[DRILL-7191 / DRILL-7026]: RM state blob persistence in Zookeeper and Integration of Distributed queue configuration with Planner #1762

HanumathRao · 2019-04-22T02:04:57Z

This PR contains changes for the support of RM Framework both on execution and planning side, tracked by JIRA's DRILL-7191 and DRILL-7026.
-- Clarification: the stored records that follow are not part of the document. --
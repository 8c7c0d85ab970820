use thiserror::Error;

/// Failure modes of the pure analysis components.
///
/// These are expected, testable outcomes rather than exceptional conditions:
/// the aggregation boundary maps them to documented neutral results instead
/// of letting them abort a sweep.
#[derive(Debug, Clone, Error, PartialEq)]
pub enum AnalysisError {
    #[error("insufficient data: need {needed} {unit}, got {got}")]
    InsufficientData {
        needed: usize,
        got: usize,
        unit: &'static str,
    },

    #[error("degenerate input: {reason}")]
    DegenerateInput { reason: String },
}

impl AnalysisError {
    pub fn insufficient_candles(needed: usize, got: usize) -> Self {
        Self::InsufficientData {
            needed,
            got,
            unit: "candles",
        }
    }

    pub fn insufficient_trades(needed: usize, got: usize) -> Self {
        Self::InsufficientData {
            needed,
            got,
            unit: "trades",
        }
    }

    pub fn degenerate(reason: impl Into<String>) -> Self {
        Self::DegenerateInput {
            reason: reason.into(),
        }
    }
}

/// Errors raised at the ingestion boundary for data that is structurally
/// invalid. These reject the symbol's cycle outright, unlike
/// [`AnalysisError`] which degrades a single component.
#[derive(Debug, Clone, Error, PartialEq)]
pub enum IngestError {
    #[error("non-monotonic timestamps at index {index}: {prev} >= {next}")]
    NonMonotonicTimestamps { index: usize, prev: i64, next: i64 },

    #[error("non-positive price in {what} at index {index}")]
    NonPositivePrice { what: &'static str, index: usize },

    #[error("negative quantity in {what} at index {index}")]
    NegativeQuantity { what: &'static str, index: usize },

    #[error("candle at index {index} has low > high")]
    InvertedCandle { index: usize },

    #[error("order book side {side} is not sorted at level {index}")]
    UnsortedBook { side: &'static str, index: usize },
}

#[cfg(test)]
mod tests {
    use super::*;

    #[test]
    fn test_insufficient_data_formatting() {
        let err = AnalysisError::insufficient_candles(110, 5);
        let msg = err.to_string();
        assert!(msg.contains("110"));
        assert!(msg.contains("5"));
        assert!(msg.contains("candles"));
    }

    #[test]
    fn test_ingest_error_formatting() {
        let err = IngestError::NonMonotonicTimestamps {
            index: 3,
            prev: 200,
            next: 100,
        };
        assert!(err.to_string().contains("index 3"));
    }
}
Refactoring existing ZK based queue to accommodate new Distributed queue for RM. Moved QueryResourceAllocators memory allocation code to utility classes like ZKQueueMemoryAllocationUtilities and DefaultMemoryAllocationUtilities. Refactored the Parallelizer code to accommodate the memory adjustment for the operators during parallelization phase. There are 3 different implementation of SimpleParallelizer such as ZKQueueParallelizer, DistributedQueueParallelizer and DefaultParallelizer which will be used by ZK based RM, Distributed RM and Non RM configuration.
Planner integration with RM to select queue and reduce query level memory to be within queue limits. Changes to handle scenarios where buffered operator are at least getting minimum required memory allocation. Based on the calculated memory for each operator within each fragment it’s initial and maximum memory allocation is set which is later consumed by execution layer to enforce memory limits.
Introduced new DrillNode class to deal with issues when DrillbitEndpoint is searched in a map using some of it’s field.
Changes to support storing UUID for each Drillbit Service Instance locally to be used by planner and execution layer. This UUID is used to uniquely identify a Drillbit and register Drillbit information in the RM StateBlobs. Introduced a PersistentStore named ZookeeperTransactionalPersistenceStore with Transactional capabilities using Zookeeper Transactional API’s. This is used for updating RM State blobs as all the updates need to happen in transactional manner. Added RMStateBlobs definition and support for serde to Zookeeper. Implementation for DistributedRM and its corresponding QueryRM apis.
Updated the state management of Query in Foreman so that same Foreman object can be submitted multiple times. Also introduced concept of 2 maps keeping track of waiting and running queries. These were done to support for async admit protocol which will be needed with Distributed RM.
Support for serde of optimalMemoryAllocation for each operator in each minor fragment in QueryProfile. This is needed to verify the optimalMemory calculated by planner is correct.

…atch correctly

…tion with Simple Parallelizer. Refactor existing ZK based queue to accommodate new Distributed queue for RM. Refactor and rename the existing memory allocation utilities to ZKQueueMemoryAllocationUtilities and DefaultMemoryAllocationUtilities. Parallelizer code is changed to accommodate the memory adjustment for the operators during parallelization phase. With this change, there are 3 different implementation of SimpleParallelizer; they are ZKQueueParallelizer, DistributedQueueParallelizer and DefaultParallelizer which will be used by ZK based RM, Distributed RM and Non RM configuration.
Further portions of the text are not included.